Your task: Print nothing except the lines of the listing below from the line with "pub struct NotificationQueue" to the line with "(client state refresh).", each exactly as written, both ends included.

---+---

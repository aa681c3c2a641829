//! Configuration loading and management.

use serde::Deserialize;
use std::net::SocketAddr;
use std::path::Path;
use thiserror::Error;

/// Configuration errors.
#[derive(Debug, Error)]
pub enum ConfigError {
    #[error("failed to read config file: {0}")]
    Io(#[from] std::io::Error),
    #[error("failed to parse config: {0}")]
    Parse(#[from] toml::de::Error),
}

/// Server configuration.
#[derive(Debug, Clone, Deserialize)]
pub struct Config {
    /// Server information.
    pub server: ServerConfig,
    /// Network listen configuration.
    pub listen: ListenConfig,
    /// Database configuration.
    pub database: Option<DatabaseConfig>,
    /// Presence/typing tuning.
    #[serde(default)]
    pub presence: PresenceConfig,
    /// External summarization service. Absent means summarization is
    /// disabled and requests fail with an external-service error.
    pub summarize: Option<SummarizeConfig>,
}

/// Server identity configuration.
#[derive(Debug, Clone, Deserialize)]
pub struct ServerConfig {
    /// Server name (e.g., "chat.palaver.im").
    pub name: String,
}

/// Network listener configuration.
#[derive(Debug, Clone, Deserialize)]
pub struct ListenConfig {
    /// Address to bind the WebSocket listener to (e.g., "0.0.0.0:4000").
    pub address: SocketAddr,
}

/// Database configuration.
#[derive(Debug, Clone, Deserialize)]
pub struct DatabaseConfig {
    /// Path to SQLite database file, or ":memory:".
    pub path: String,
}

/// Presence/typing tuning.
#[derive(Debug, Clone, Deserialize)]
pub struct PresenceConfig {
    /// Quiet window after the last typing signal before `stop typing` is
    /// broadcast, in milliseconds.
    #[serde(default = "default_typing_quiet_ms")]
    pub typing_quiet_ms: u64,
}

impl Default for PresenceConfig {
    fn default() -> Self {
        Self {
            typing_quiet_ms: default_typing_quiet_ms(),
        }
    }
}

fn default_typing_quiet_ms() -> u64 {
    3000
}

/// External summarization service configuration.
#[derive(Debug, Clone, Deserialize)]
pub struct SummarizeConfig {
    /// Endpoint accepting `{ "text": ... }` and returning `{ "summary": ... }`.
    pub endpoint: String,
    /// Bearer token for the service.
    pub api_key: String,
}

impl Config {
    /// Load configuration from a TOML file.
    pub fn load<P: AsRef<Path>>(path: P) -> Result<Self, ConfigError> {
        let content = std::fs::read_to_string(path)?;
        let config: Config = toml::from_str(&content)?;
        Ok(config)
    }
}
//! Chat repository.
//!
//! Membership is stored as a set (PRIMARY KEY (chat_id, user_id)), so the
//! mutation queries below are idempotent under concurrent writers: two
//! racing joins for the same user collapse into one row, and find-or-create
//! for 1:1 chats converges on the UNIQUE direct_key.

use super::DbError;
use crate::models::{ChatId, MessageId, UserId, UserProfile};
use sqlx::SqlitePool;

/// A chat row as stored, including the password hash. Only the gate sees
/// this type; responses use the populated `models::Chat`.
#[derive(Debug, Clone)]
pub struct ChatRow {
    pub id: ChatId,
    pub chat_name: String,
    pub is_group_chat: bool,
    pub is_public: bool,
    pub is_protected: bool,
    pub password_hash: Option<String>,
    pub group_admin_id: Option<UserId>,
    pub latest_message_id: Option<MessageId>,
    pub created_at: i64,
    pub updated_at: i64,
}

type ChatTuple = (
    i64,
    String,
    bool,
    bool,
    bool,
    Option<String>,
    Option<i64>,
    Option<i64>,
    i64,
    i64,
);

const CHAT_COLUMNS: &str = "id, chat_name, is_group_chat, is_public, is_protected, \
     password_hash, group_admin_id, latest_message_id, created_at, updated_at";

fn row_from_tuple(t: ChatTuple) -> ChatRow {
    let (
        id,
        chat_name,
        is_group_chat,
        is_public,
        is_protected,
        password_hash,
        group_admin_id,
        latest_message_id,
        created_at,
        updated_at,
    ) = t;
    ChatRow {
        id,
        chat_name,
        is_group_chat,
        is_public,
        is_protected,
        password_hash,
        group_admin_id,
        latest_message_id,
        created_at,
        updated_at,
    }
}

/// The "loId:hiId" key that makes 1:1 chats unique per unordered pair.
fn direct_key(a: UserId, b: UserId) -> String {
    let (lo, hi) = if a <= b { (a, b) } else { (b, a) };
    format!("{lo}:{hi}")
}

/// Repository for chat operations.
pub struct ChatRepository<'a> {
    pool: &'a SqlitePool,
}

impl<'a> ChatRepository<'a> {
    /// Create a new chat repository.
    pub fn new(pool: &'a SqlitePool) -> Self {
        Self { pool }
    }

    /// Fetch a chat row by id.
    pub async fn find_row(&self, id: ChatId) -> Result<Option<ChatRow>, DbError> {
        let row = sqlx::query_as::<_, ChatTuple>(&format!(
            "SELECT {CHAT_COLUMNS} FROM chats WHERE id = ?"
        ))
        .bind(id)
        .fetch_optional(self.pool)
        .await?;

        Ok(row.map(row_from_tuple))
    }

    /// Fetch the 1:1 chat between two users, membership matched
    /// symmetrically.
    pub async fn find_direct_between(
        &self,
        a: UserId,
        b: UserId,
    ) -> Result<Option<ChatRow>, DbError> {
        let row = sqlx::query_as::<_, ChatTuple>(&format!(
            "SELECT {CHAT_COLUMNS} FROM chats WHERE direct_key = ?"
        ))
        .bind(direct_key(a, b))
        .fetch_optional(self.pool)
        .await?;

        Ok(row.map(row_from_tuple))
    }

    /// Find-or-create the 1:1 chat between two users.
    ///
    /// INSERT OR IGNORE on the unique direct_key means a concurrent caller
    /// may win the insert; both callers then read back the same row.
    pub async fn create_direct(&self, a: UserId, b: UserId) -> Result<ChatRow, DbError> {
        let now = chrono::Utc::now().timestamp_millis();
        let key = direct_key(a, b);

        sqlx::query(
            r#"
            INSERT OR IGNORE INTO chats
                (chat_name, is_group_chat, is_public, is_protected, direct_key, created_at, updated_at)
            VALUES (?, 0, 0, 0, ?, ?, ?)
            "#,
        )
        .bind("direct")
        .bind(&key)
        .bind(now)
        .bind(now)
        .execute(self.pool)
        .await?;

        let row = self
            .find_direct_between(a, b)
            .await?
            .ok_or_else(|| DbError::Internal(format!("direct chat {key} vanished after insert")))?;

        self.add_member(row.id, a).await?;
        self.add_member(row.id, b).await?;

        Ok(row)
    }

    /// Create a group chat with its initial member list (insertion order
    /// preserved) and admin.
    pub async fn create_group(
        &self,
        name: &str,
        member_ids: &[UserId],
        admin: UserId,
        password_hash: Option<&str>,
        is_public: bool,
    ) -> Result<ChatRow, DbError> {
        let now = chrono::Utc::now().timestamp_millis();

        let result = sqlx::query(
            r#"
            INSERT INTO chats
                (chat_name, is_group_chat, is_public, is_protected, password_hash,
                 group_admin_id, created_at, updated_at)
            VALUES (?, 1, ?, ?, ?, ?, ?, ?)
            "#,
        )
        .bind(name)
        .bind(is_public)
        .bind(!is_public)
        .bind(password_hash)
        .bind(admin)
        .bind(now)
        .bind(now)
        .execute(self.pool)
        .await?;

        let chat_id = result.last_insert_rowid();

        for user in member_ids {
            self.add_member(chat_id, *user).await?;
        }

        self.find_row(chat_id)
            .await?
            .ok_or_else(|| DbError::Internal(format!("group chat {chat_id} vanished after insert")))
    }

    /// Add a member. Set-union semantics: adding an existing member is a
    /// no-op, never a duplicate row.
    pub async fn add_member(&self, chat: ChatId, user: UserId) -> Result<(), DbError> {
        sqlx::query(
            r#"
            INSERT OR IGNORE INTO chat_members (chat_id, user_id, ord)
            SELECT ?, ?, COALESCE(MAX(ord) + 1, 0) FROM chat_members WHERE chat_id = ?
            "#,
        )
        .bind(chat)
        .bind(user)
        .bind(chat)
        .execute(self.pool)
        .await?;

        Ok(())
    }

    /// Remove a member. Returns whether a row was removed.
    pub async fn remove_member(&self, chat: ChatId, user: UserId) -> Result<bool, DbError> {
        let result = sqlx::query("DELETE FROM chat_members WHERE chat_id = ? AND user_id = ?")
            .bind(chat)
            .bind(user)
            .execute(self.pool)
            .await?;

        Ok(result.rows_affected() > 0)
    }

    /// Whether a user is currently a member of a chat.
    pub async fn is_member(&self, chat: ChatId, user: UserId) -> Result<bool, DbError> {
        let row = sqlx::query_as::<_, (i64,)>(
            "SELECT 1 FROM chat_members WHERE chat_id = ? AND user_id = ?",
        )
        .bind(chat)
        .bind(user)
        .fetch_optional(self.pool)
        .await?;

        Ok(row.is_some())
    }

    /// Member ids in insertion order.
    pub async fn member_ids(&self, chat: ChatId) -> Result<Vec<UserId>, DbError> {
        let rows = sqlx::query_as::<_, (i64,)>(
            "SELECT user_id FROM chat_members WHERE chat_id = ? ORDER BY ord, user_id",
        )
        .bind(chat)
        .fetch_all(self.pool)
        .await?;

        Ok(rows.into_iter().map(|(id,)| id).collect())
    }

    /// Member profiles in insertion order (restricted projection).
    pub async fn member_profiles(&self, chat: ChatId) -> Result<Vec<UserProfile>, DbError> {
        let rows = sqlx::query_as::<_, (i64, String, Option<String>, String)>(
            r#"
            SELECT u.id, u.name, u.avatar_url, u.email
            FROM chat_members m JOIN users u ON u.id = m.user_id
            WHERE m.chat_id = ?
            ORDER BY m.ord, m.user_id
            "#,
        )
        .bind(chat)
        .fetch_all(self.pool)
        .await?;

        Ok(rows
            .into_iter()
            .map(|(id, name, avatar_url, email)| UserProfile {
                id,
                name,
                avatar_url,
                email,
            })
            .collect())
    }

    /// Persist a new chat name. Returns whether the chat existed.
    pub async fn update_name(&self, chat: ChatId, name: &str) -> Result<bool, DbError> {
        let now = chrono::Utc::now().timestamp_millis();
        let result = sqlx::query("UPDATE chats SET chat_name = ?, updated_at = ? WHERE id = ?")
            .bind(name)
            .bind(now)
            .bind(chat)
            .execute(self.pool)
            .await?;

        Ok(result.rows_affected() > 0)
    }

    /// Record the latest message and bump the chat's update time.
    pub async fn set_latest_message(
        &self,
        chat: ChatId,
        message: MessageId,
    ) -> Result<(), DbError> {
        let now = chrono::Utc::now().timestamp_millis();
        sqlx::query("UPDATE chats SET latest_message_id = ?, updated_at = ? WHERE id = ?")
            .bind(message)
            .bind(now)
            .bind(chat)
            .execute(self.pool)
            .await?;

        Ok(())
    }

    /// Delete a chat and everything referencing it: messages first, then
    /// membership, then the chat row, in one transaction.
    pub async fn delete(&self, chat: ChatId) -> Result<bool, DbError> {
        let mut tx = self.pool.begin().await?;

        sqlx::query("DELETE FROM messages WHERE chat_id = ?")
            .bind(chat)
            .execute(&mut *tx)
            .await?;

        sqlx::query("DELETE FROM chat_members WHERE chat_id = ?")
            .bind(chat)
            .execute(&mut *tx)
            .await?;

        let result = sqlx::query("DELETE FROM chats WHERE id = ?")
            .bind(chat)
            .execute(&mut *tx)
            .await?;

        tx.commit().await?;

        Ok(result.rows_affected() > 0)
    }

    /// All chats a user belongs to, most recently updated first.
    pub async fn list_rows_for_user(&self, user: UserId) -> Result<Vec<ChatRow>, DbError> {
        let rows = sqlx::query_as::<_, ChatTuple>(&format!(
            r#"
            SELECT {CHAT_COLUMNS} FROM chats
            WHERE id IN (SELECT chat_id FROM chat_members WHERE user_id = ?)
            ORDER BY updated_at DESC, id DESC
            "#
        ))
        .bind(user)
        .fetch_all(self.pool)
        .await?;

        Ok(rows.into_iter().map(row_from_tuple).collect())
    }
}

#[cfg(test)]
mod tests {
    use super::*;

    #[test]
    fn test_direct_key_is_symmetric() {
        assert_eq!(direct_key(3, 11), direct_key(11, 3));
        assert_eq!(direct_key(3, 11), "3:11");
        assert_eq!(direct_key(5, 5), "5:5");
    }
}
//! Message dispatcher.
//!
//! Fans a persisted message out to live room members; absent members get a
//! pending notification instead. Live delivery is best-effort with no
//! retry: the notification fallback is the durability guarantee for
//! members who were not watching.

use crate::events::{PendingNotification, ServerEvent};
use crate::models::{ChatId, Message, UserId};
use crate::state::SessionRegistry;
use dashmap::DashMap;
use std::sync::Arc;
use tokio::sync::{Mutex, OwnedMutexGuard};
use tracing::debug;

/// Pending-delivery markers per recipient, keyed by message id.
///
/// Enqueueing the same message twice for one recipient is a no-op; distinct
/// messages accumulate until the client consumes them on its next state
/// refresh.
#[derive(Default)]
pub struct NotificationQueue {
    pending: DashMap<UserId, Vec<PendingNotification>>,
}

impl NotificationQueue {
    /// Idempotently queue a notification. Returns false when the message
    /// was already pending for this recipient.
    pub fn enqueue(&self, user: UserId, chat: ChatId, message: crate::models::MessageId) -> bool {
        let mut queue = self.pending.entry(user).or_default();
        if queue.iter().any(|n| n.message_id == message) {
            return false;
        }
        queue.push(PendingNotification {
            message_id: message,
            chat_id: chat,
            queued_at: chrono::Utc::now().timestamp_millis(),
        });
        true
    }

    /// Drain everything pending for a user (client state refresh).
    pub fn take(&self, user: UserId) -> Vec<PendingNotification> {
        self.pending
            .remove(&user)
            .map(|(_, queue)| queue)
            .unwrap_or_default()
    }

    /// How many notifications are pending for a user.
    pub fn pending_count(&self, user: UserId) -> usize {
        self.pending.get(&user).map(|q| q.len()).unwrap_or(0)
    }
}

/// Fans persisted messages out to rooms.
pub struct MessageDispatcher {
    registry: Arc<SessionRegistry>,
    notifications: NotificationQueue,
    /// Per-chat sequence locks: held across persist -> fan-out so per-chat
    /// delivery order matches creation order. No cross-chat ordering.
    sequencers: DashMap<ChatId, Arc<Mutex<()>>>,
}

impl MessageDispatcher {
    /// Create a dispatcher delivering through `registry`.
    pub fn new(registry: Arc<SessionRegistry>) -> Self {
        Self {
            registry,
            notifications: NotificationQueue::default(),
            sequencers: DashMap::new(),
        }
    }

    /// The notification fallback queue.
    pub fn notifications(&self) -> &NotificationQueue {
        &self.notifications
    }

    /// Acquire the per-chat sequence lock. The caller holds the guard from
    /// before the message is persisted until `dispatch` returns.
    pub async fn sequence(&self, chat: ChatId) -> OwnedMutexGuard<()> {
        let lock = self
            .sequencers
            .entry(chat)
            .or_insert_with(|| Arc::new(Mutex::new(())))
            .clone();
        lock.lock_owned().await
    }

    /// Fan one persisted message out to `members`.
    ///
    /// Present members (other than the sender) receive `message received`
    /// on every connection they have joined to the room; absent members get
    /// an idempotent pending notification. A failed live delivery is
    /// dropped and logged, never retried, and never blocks the rest.
    pub fn dispatch(&self, message: &Message, members: &[UserId]) {
        let chat = message.chat_id;
        let event = ServerEvent::MessageReceived {
            message: message.clone(),
        };

        for &member in members {
            if member == message.sender.id {
                continue;
            }

            if self.registry.is_present(chat, member) {
                let delivered = self.registry.deliver_to_member(chat, member, &event);
                debug!(
                    chat = chat,
                    message = message.id,
                    member = member,
                    connections = delivered,
                    "Live delivery"
                );
            } else if self.notifications.enqueue(member, chat, message.id) {
                debug!(
                    chat = chat,
                    message = message.id,
                    member = member,
                    "Queued notification for absent member"
                );
            }
        }
    }
}
//! Core entities as they appear on the wire and in lifecycle responses.
//!
//! Referenced users are always the restricted profile projection
//! (name/avatar/email); password material never reaches these types, it
//! stays inside `crate::db`.

use serde::{Deserialize, Serialize};

/// Persistent user identity.
pub type UserId = i64;
/// Persistent chat identity.
pub type ChatId = i64;
/// Persistent message identity.
pub type MessageId = i64;

/// Public projection of a user.
#[derive(Debug, Clone, PartialEq, Eq, Serialize, Deserialize)]
pub struct UserProfile {
    pub id: UserId,
    pub name: String,
    pub avatar_url: Option<String>,
    pub email: String,
}

/// Media attached to a message. Upload storage is external; only the
/// descriptor rides along.
#[derive(Debug, Clone, PartialEq, Eq, Serialize, Deserialize)]
pub struct MediaDescriptor {
    pub url: String,
    pub media_type: String,
    pub filename: Option<String>,
    pub size: Option<i64>,
}

/// A chat message. Immutable once created.
#[derive(Debug, Clone, Serialize, Deserialize)]
pub struct Message {
    pub id: MessageId,
    pub chat_id: ChatId,
    pub sender: UserProfile,
    pub content: Option<String>,
    pub media: Option<MediaDescriptor>,
    pub created_at: i64,
}

/// A chat, populated for responses.
///
/// Invariants: a non-group chat has exactly 2 members, no admin, never
/// protected. A group chat has one admin who is a member; `is_public` and
/// `is_protected` are mutually exclusive.
#[derive(Debug, Clone, Serialize, Deserialize)]
pub struct Chat {
    pub id: ChatId,
    pub chat_name: String,
    pub is_group_chat: bool,
    pub is_public: bool,
    pub is_protected: bool,
    /// Members in insertion order.
    pub users: Vec<UserProfile>,
    pub group_admin: Option<UserProfile>,
    pub latest_message: Option<Message>,
    pub created_at: i64,
    pub updated_at: i64,
}

impl Chat {
    /// Whether `user` is currently a member.
    pub fn has_member(&self, user: UserId) -> bool {
        self.users.iter().any(|u| u.id == user)
    }

    /// Member ids in insertion order.
    pub fn member_ids(&self) -> Vec<UserId> {
        self.users.iter().map(|u| u.id).collect()
    }
}

#[cfg(test)]
mod tests {
    use super::*;

    fn profile(id: UserId) -> UserProfile {
        UserProfile {
            id,
            name: format!("user{id}"),
            avatar_url: None,
            email: format!("user{id}@example.com"),
        }
    }

    #[test]
    fn test_has_member() {
        let chat = Chat {
            id: 1,
            chat_name: "direct".into(),
            is_group_chat: false,
            is_public: false,
            is_protected: false,
            users: vec![profile(1), profile(2)],
            group_admin: None,
            latest_message: None,
            created_at: 0,
            updated_at: 0,
        };
        assert!(chat.has_member(1));
        assert!(!chat.has_member(3));
        assert_eq!(chat.member_ids(), vec![1, 2]);
    }

    #[test]
    fn test_chat_serialization_has_no_password_field() {
        let chat = Chat {
            id: 7,
            chat_name: "room".into(),
            is_group_chat: true,
            is_public: true,
            is_protected: false,
            users: vec![profile(1)],
            group_admin: Some(profile(1)),
            latest_message: None,
            created_at: 0,
            updated_at: 0,
        };
        let json = serde_json::to_string(&chat).expect("serialize");
        assert!(!json.contains("password"));
        assert!(json.contains("\"is_public\":true"));
    }
}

---+---

Response to the exercise:
pub struct NotificationQueue {
    pending: DashMap<UserId, Vec<PendingNotification>>,
}

impl NotificationQueue {
    /// Idempotently queue a notification. Returns false when the message
    /// was already pending for this recipient.
    pub fn enqueue(&self, user: UserId, chat: ChatId, message: crate::models::MessageId) -> bool {
        let mut queue = self.pending.entry(user).or_default();
        if queue.iter().any(|n| n.message_id == message) {
            return false;
        }
        queue.push(PendingNotification {
            message_id: message,
            chat_id: chat,
            queued_at: chrono::Utc::now().timestamp_millis(),
        });
        true
    }

    /// Drain everything pending for a user (client state refresh).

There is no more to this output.